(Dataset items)
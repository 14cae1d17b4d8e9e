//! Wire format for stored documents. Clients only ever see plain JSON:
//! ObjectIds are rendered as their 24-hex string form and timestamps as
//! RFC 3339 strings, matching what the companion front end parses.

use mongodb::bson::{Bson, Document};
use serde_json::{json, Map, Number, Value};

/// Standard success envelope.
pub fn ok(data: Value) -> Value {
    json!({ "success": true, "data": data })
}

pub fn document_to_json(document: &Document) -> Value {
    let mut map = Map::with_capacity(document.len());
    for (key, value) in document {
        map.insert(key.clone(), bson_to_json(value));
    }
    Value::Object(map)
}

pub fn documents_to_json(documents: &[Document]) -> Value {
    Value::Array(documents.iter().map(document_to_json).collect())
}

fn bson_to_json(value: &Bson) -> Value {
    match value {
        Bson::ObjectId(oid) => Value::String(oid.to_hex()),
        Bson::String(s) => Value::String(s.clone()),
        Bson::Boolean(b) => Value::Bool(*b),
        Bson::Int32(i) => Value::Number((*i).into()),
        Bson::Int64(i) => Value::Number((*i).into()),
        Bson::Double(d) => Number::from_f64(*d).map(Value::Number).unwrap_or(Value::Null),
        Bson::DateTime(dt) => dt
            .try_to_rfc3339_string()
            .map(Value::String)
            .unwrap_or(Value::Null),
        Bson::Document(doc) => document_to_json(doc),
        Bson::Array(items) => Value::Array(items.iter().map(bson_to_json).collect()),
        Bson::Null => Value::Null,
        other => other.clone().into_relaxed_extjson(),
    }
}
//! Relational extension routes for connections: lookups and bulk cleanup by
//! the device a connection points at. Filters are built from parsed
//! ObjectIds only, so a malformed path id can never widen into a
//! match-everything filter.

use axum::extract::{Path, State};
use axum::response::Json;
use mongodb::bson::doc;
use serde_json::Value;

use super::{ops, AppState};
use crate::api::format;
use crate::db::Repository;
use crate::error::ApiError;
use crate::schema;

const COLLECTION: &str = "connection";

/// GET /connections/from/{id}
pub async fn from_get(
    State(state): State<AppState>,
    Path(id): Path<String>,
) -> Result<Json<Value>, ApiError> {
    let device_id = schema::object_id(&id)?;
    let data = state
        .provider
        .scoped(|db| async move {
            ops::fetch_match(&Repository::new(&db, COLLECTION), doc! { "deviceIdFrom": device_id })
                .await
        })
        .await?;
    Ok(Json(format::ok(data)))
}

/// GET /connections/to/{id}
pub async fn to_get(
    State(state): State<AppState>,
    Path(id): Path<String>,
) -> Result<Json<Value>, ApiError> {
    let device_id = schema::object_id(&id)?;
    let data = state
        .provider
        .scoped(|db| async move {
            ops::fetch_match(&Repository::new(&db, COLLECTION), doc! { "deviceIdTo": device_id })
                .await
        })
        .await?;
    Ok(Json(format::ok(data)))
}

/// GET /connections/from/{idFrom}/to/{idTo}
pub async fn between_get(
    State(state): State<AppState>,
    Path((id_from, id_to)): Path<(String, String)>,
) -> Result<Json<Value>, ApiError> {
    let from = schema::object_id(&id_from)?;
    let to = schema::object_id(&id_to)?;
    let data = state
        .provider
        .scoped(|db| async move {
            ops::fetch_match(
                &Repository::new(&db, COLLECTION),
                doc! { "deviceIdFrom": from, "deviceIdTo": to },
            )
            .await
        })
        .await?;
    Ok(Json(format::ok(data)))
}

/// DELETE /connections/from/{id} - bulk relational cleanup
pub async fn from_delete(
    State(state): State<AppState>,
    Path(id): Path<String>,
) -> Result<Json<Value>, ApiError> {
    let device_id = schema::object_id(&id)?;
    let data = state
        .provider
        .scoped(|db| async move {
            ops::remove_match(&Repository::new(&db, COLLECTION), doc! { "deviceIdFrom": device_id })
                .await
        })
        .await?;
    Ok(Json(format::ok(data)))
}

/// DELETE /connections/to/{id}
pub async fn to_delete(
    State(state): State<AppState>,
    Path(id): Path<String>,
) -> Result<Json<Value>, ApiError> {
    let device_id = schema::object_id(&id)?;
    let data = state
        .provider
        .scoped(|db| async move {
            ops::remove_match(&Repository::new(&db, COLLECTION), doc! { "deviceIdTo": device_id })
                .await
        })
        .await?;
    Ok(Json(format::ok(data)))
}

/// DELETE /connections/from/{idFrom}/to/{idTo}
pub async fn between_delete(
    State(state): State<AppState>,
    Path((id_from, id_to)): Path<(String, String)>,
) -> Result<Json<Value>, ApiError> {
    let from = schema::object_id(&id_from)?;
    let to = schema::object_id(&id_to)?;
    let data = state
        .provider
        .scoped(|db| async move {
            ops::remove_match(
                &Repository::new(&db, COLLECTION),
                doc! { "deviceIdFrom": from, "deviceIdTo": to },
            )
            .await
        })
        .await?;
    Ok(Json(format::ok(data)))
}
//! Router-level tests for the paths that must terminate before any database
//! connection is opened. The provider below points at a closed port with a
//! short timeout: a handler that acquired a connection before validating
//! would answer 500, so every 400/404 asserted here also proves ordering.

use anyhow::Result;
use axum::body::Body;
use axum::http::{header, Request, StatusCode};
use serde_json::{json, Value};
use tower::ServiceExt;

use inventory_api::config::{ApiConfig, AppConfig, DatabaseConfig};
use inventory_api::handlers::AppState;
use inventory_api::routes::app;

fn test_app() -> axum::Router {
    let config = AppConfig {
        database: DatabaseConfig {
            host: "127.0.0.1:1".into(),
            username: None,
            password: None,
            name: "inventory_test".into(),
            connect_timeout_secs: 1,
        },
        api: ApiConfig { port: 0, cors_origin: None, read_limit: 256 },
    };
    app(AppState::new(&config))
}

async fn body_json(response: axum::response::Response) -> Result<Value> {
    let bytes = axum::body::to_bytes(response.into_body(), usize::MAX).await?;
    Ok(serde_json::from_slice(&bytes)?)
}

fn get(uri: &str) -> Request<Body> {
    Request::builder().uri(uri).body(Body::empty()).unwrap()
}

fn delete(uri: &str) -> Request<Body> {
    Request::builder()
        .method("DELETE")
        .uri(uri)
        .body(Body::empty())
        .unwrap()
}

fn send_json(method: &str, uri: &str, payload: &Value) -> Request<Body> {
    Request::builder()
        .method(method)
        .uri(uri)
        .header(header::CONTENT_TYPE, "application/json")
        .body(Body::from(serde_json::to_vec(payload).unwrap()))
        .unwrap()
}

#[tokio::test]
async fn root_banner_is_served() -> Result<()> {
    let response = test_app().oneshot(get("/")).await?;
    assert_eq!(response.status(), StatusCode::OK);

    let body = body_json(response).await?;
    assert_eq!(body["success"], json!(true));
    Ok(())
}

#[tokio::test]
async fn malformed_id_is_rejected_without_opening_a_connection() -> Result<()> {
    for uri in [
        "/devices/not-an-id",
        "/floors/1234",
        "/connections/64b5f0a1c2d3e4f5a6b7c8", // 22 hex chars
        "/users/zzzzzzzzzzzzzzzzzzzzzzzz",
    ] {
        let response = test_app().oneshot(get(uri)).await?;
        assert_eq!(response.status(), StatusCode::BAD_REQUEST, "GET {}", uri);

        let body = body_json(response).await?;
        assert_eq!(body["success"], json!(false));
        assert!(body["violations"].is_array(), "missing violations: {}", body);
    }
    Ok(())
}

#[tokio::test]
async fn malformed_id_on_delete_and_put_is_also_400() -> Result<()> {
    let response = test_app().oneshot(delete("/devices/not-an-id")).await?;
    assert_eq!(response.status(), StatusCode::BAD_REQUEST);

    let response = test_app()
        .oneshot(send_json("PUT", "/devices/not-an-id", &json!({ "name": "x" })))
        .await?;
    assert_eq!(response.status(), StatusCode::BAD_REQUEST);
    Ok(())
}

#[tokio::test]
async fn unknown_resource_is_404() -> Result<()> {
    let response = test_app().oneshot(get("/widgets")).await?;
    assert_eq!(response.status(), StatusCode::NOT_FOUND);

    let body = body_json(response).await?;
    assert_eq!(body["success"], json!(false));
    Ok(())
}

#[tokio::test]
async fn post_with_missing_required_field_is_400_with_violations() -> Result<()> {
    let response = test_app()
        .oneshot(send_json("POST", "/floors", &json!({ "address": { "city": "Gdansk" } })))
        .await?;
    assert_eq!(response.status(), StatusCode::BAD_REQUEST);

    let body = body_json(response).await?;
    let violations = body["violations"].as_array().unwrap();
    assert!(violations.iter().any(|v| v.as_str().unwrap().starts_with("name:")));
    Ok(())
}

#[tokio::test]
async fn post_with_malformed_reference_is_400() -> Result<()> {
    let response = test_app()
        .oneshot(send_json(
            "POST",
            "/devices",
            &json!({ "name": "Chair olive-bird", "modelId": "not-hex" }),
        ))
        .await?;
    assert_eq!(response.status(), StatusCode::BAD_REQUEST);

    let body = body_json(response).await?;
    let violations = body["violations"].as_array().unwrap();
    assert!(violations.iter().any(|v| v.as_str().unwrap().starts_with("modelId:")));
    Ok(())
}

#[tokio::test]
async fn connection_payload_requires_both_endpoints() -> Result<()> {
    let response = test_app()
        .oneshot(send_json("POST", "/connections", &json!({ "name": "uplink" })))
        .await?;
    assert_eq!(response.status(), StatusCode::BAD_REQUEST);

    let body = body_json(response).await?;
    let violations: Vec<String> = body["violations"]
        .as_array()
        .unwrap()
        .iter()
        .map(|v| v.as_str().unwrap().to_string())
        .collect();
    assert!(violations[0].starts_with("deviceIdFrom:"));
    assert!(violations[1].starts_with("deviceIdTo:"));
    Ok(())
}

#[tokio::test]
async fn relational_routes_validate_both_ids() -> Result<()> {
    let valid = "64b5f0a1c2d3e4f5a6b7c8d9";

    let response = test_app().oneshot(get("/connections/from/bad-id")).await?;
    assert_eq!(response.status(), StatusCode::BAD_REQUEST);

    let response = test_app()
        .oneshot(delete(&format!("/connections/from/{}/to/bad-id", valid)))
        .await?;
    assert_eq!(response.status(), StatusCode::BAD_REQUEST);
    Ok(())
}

▶ _What needs to be done_: Go to the line with "async fn root_banner_is_served()" in the entries above and repeat every line from there through the line with "async fn malformed_id_on_delete_and_put_is_also_400()", exactly and with no other text.

▶ _Answer below_:
async fn root_banner_is_served() -> Result<()> {
    let response = test_app().oneshot(get("/")).await?;
    assert_eq!(response.status(), StatusCode::OK);

    let body = body_json(response).await?;
    assert_eq!(body["success"], json!(true));
    Ok(())
}

#[tokio::test]
async fn malformed_id_is_rejected_without_opening_a_connection() -> Result<()> {
    for uri in [
        "/devices/not-an-id",
        "/floors/1234",
        "/connections/64b5f0a1c2d3e4f5a6b7c8", // 22 hex chars
        "/users/zzzzzzzzzzzzzzzzzzzzzzzz",
    ] {
        let response = test_app().oneshot(get(uri)).await?;
        assert_eq!(response.status(), StatusCode::BAD_REQUEST, "GET {}", uri);

        let body = body_json(response).await?;
        assert_eq!(body["success"], json!(false));
        assert!(body["violations"].is_array(), "missing violations: {}", body);
    }
    Ok(())
}

#[tokio::test]
async fn malformed_id_on_delete_and_put_is_also_400() -> Result<()> {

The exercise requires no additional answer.